An oratorio (Italian pronunciation: [oraˈtɔːrjo]) is a musical composition with dramatic or narrative text for choir, soloists and orchestra or other ensemble.[1]

Like most operas, an oratorio includes the use of a choir, soloists, an instrumental ensemble, various distinguishable characters (e.g. soloists), and arias. However, opera is musical theatre, and typically involves significant theatrical spectacle, including sets, props, and costuming, as well as staged interactions between characters. In oratorio, there is generally minimal staging, with the chorus often assuming a more central dramatic role, and the work is typically presented as a concert piece – though oratorios are sometimes staged as operas, and operas are not infrequently presented in concert form.
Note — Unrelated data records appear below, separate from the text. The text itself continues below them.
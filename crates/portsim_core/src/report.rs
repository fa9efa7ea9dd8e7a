//! End-to-end report pipeline.
//!
//! prices → monthly log returns → rebalanced portfolio returns →
//! (mean, std dev) → simulated batch → max/median/min summary.
//!
//! Any failure aborts the run; a partial report is never produced.

use std::collections::BTreeMap;

use rand::Rng;
use serde::{Deserialize, Serialize};

use crate::config::ReportConfig;
use crate::date_math::Period;
use crate::distribution::estimate;
use crate::error::{InvalidParameterError, ReportError};
use crate::metrics::{RiskMetrics, max_drawdown};
use crate::model::{
    DistributionParams, PortfolioReturnSeries, PortfolioWeights, SimulationBatch,
    SimulationSummary,
};
use crate::portfolio::aggregate;
use crate::returns::log_returns;
use crate::simulation::{GrowthParams, run_batch_seeded};
use crate::source::PriceSource;
use crate::summary::{highlight, summarize};

/// Percentiles reported as fan-chart bands
pub const BAND_PERCENTILES: [f64; 3] = [0.05, 0.50, 0.95];

/// Per-month percentile of the simulated values
#[derive(Debug, Clone, PartialEq, Serialize, Deserialize)]
pub struct PercentileBand {
    pub percentile: f64,
    pub values: Vec<f64>,
}

/// Everything a renderer needs to draw the report
#[derive(Debug, Clone, Serialize, Deserialize)]
pub struct Report {
    pub name: String,
    /// Seed the batch was generated from (re-run with it to reproduce)
    pub seed: u64,
    pub weights: PortfolioWeights,
    pub distribution: DistributionParams,
    pub metrics: RiskMetrics,
    pub portfolio_returns: PortfolioReturnSeries,
    /// Realised growth of `init_value` over the historical period
    pub historical_growth: Vec<f64>,
    pub batch: SimulationBatch,
    pub summary: SimulationSummary,
    /// Max, median, and min paths for comparison charts
    pub highlighted: SimulationBatch,
    /// Max drawdown of each highlighted path, in the same order
    pub highlighted_drawdowns: Vec<f64>,
    pub bands: Vec<PercentileBand>,
}

/// Fetch history for every holding and run the full pipeline.
pub fn run_report(config: &ReportConfig, source: &dyn PriceSource) -> Result<Report, ReportError> {
    let weights = config.weights()?;

    // Reject caller errors before touching the data source
    if config.simulations == 0 {
        return Err(InvalidParameterError {
            parameter: "simulations",
            value: 0.0,
            reason: "must be positive",
        }
        .into());
    }
    GrowthParams {
        init_value: config.init_value,
        months: config.months,
        mean: 0.0,
        std_dev: 0.0,
    }
    .validate()?;

    let mut returns = BTreeMap::new();
    for ticker in weights.tickers() {
        tracing::info!(%ticker, start = %config.start_date, "fetching price history");
        let prices = source.fetch(ticker, config.start_date)?;
        returns.insert(ticker.clone(), log_returns(&prices, Period::Monthly)?);
    }

    let portfolio_returns = aggregate(&returns, &weights, config.rebalance)?;
    let distribution = estimate(&portfolio_returns)?;
    let periods_per_year = Period::Monthly.periods_per_year();
    let metrics = RiskMetrics::compute(&distribution, config.risk_free_rate_pct, periods_per_year);

    tracing::info!(
        portfolio = %config.name,
        observations = distribution.observations,
        mean = distribution.mean,
        std_dev = distribution.std_dev,
        sharpe = ?metrics.sharpe,
        "estimated return distribution"
    );

    let seed = config.seed.unwrap_or_else(|| rand::rng().random());
    let params = GrowthParams {
        init_value: config.init_value,
        months: config.months,
        mean: distribution.mean,
        std_dev: distribution.std_dev,
    };
    let batch = run_batch_seeded(seed, config.simulations, &params)?;
    let summary = summarize(&batch)?;
    let highlighted = highlight(&batch, &summary);
    let highlighted_drawdowns = highlighted.paths.iter().map(max_drawdown).collect();
    let bands = BAND_PERCENTILES
        .iter()
        .map(|&p| PercentileBand {
            percentile: p,
            values: batch.percentile_band(p),
        })
        .collect();

    tracing::info!(
        seed,
        simulations = batch.len(),
        max = summary.max.terminal,
        median = summary.median_value,
        min = summary.min.terminal,
        "simulation summary"
    );

    Ok(Report {
        name: config.name.clone(),
        seed,
        weights,
        distribution,
        metrics,
        historical_growth: portfolio_returns.cumulative_growth(config.init_value),
        portfolio_returns,
        batch,
        summary,
        highlighted,
        highlighted_drawdowns,
        bands,
    })
}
A particularly important difference between opera and oratorio is in the typical subject matter of the text. An opera libretto may deal with any conceivable dramatic subject (e.g. history, mythology, Richard Nixon, Anna Nicole Smith); the text of an oratorio often deals with sacred subjects, making it appropriate for performance in the church, which remains an important performance context for the genre. Catholic composers looked to the lives of saints and stories from the Bible while Protestant composers only to Biblical topics. Oratorios became extremely popular in early 17th-century Italy partly because of the success of opera and the Catholic Church's prohibition of spectacles during Lent. Oratorios became the main choice of music during that annual period for opera audiences.[citation needed]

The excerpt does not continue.